**Records to use**
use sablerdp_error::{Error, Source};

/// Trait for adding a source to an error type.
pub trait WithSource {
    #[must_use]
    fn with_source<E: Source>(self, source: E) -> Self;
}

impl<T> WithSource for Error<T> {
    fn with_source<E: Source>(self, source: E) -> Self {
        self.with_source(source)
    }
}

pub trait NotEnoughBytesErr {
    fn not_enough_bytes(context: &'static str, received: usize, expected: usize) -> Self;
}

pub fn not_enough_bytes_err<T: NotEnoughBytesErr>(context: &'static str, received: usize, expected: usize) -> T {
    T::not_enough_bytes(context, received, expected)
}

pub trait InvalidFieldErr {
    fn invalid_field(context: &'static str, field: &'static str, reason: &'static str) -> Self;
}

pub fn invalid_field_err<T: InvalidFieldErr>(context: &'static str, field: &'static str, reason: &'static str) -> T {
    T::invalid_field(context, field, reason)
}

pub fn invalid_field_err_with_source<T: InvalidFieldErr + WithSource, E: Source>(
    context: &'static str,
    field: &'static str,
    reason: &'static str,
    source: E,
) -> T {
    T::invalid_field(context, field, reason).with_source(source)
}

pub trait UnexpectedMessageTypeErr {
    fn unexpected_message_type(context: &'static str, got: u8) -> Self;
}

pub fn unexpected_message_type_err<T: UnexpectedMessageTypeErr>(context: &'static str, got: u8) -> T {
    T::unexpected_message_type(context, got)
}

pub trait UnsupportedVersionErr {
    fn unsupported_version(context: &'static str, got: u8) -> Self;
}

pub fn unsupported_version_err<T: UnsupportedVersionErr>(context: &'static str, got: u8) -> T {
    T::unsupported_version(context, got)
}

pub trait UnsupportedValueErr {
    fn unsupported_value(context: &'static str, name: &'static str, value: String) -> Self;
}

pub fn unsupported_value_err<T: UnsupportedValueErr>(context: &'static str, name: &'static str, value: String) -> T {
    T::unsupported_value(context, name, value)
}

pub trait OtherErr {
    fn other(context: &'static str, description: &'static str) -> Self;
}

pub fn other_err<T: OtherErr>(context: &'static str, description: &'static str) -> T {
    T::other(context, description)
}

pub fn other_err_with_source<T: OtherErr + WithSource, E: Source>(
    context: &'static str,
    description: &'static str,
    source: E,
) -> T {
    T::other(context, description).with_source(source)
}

**Brief**
Print the lines of the material, exactly and only, from the line that contains "pub trait UnexpectedMessageTypeErr" down to and including the final line.

**Written solution**
pub trait UnexpectedMessageTypeErr {
    fn unexpected_message_type(context: &'static str, got: u8) -> Self;
}

pub fn unexpected_message_type_err<T: UnexpectedMessageTypeErr>(context: &'static str, got: u8) -> T {
    T::unexpected_message_type(context, got)
}

pub trait UnsupportedVersionErr {
    fn unsupported_version(context: &'static str, got: u8) -> Self;
}

pub fn unsupported_version_err<T: UnsupportedVersionErr>(context: &'static str, got: u8) -> T {
    T::unsupported_version(context, got)
}

pub trait UnsupportedValueErr {
    fn unsupported_value(context: &'static str, name: &'static str, value: String) -> Self;
}

pub fn unsupported_value_err<T: UnsupportedValueErr>(context: &'static str, name: &'static str, value: String) -> T {
    T::unsupported_value(context, name, value)
}

pub trait OtherErr {
    fn other(context: &'static str, description: &'static str) -> Self;
}

pub fn other_err<T: OtherErr>(context: &'static str, description: &'static str) -> T {
    T::other(context, description)
}

pub fn other_err_with_source<T: OtherErr + WithSource, E: Source>(
    context: &'static str,
    description: &'static str,
    source: E,
) -> T {
    T::other(context, description).with_source(source)
}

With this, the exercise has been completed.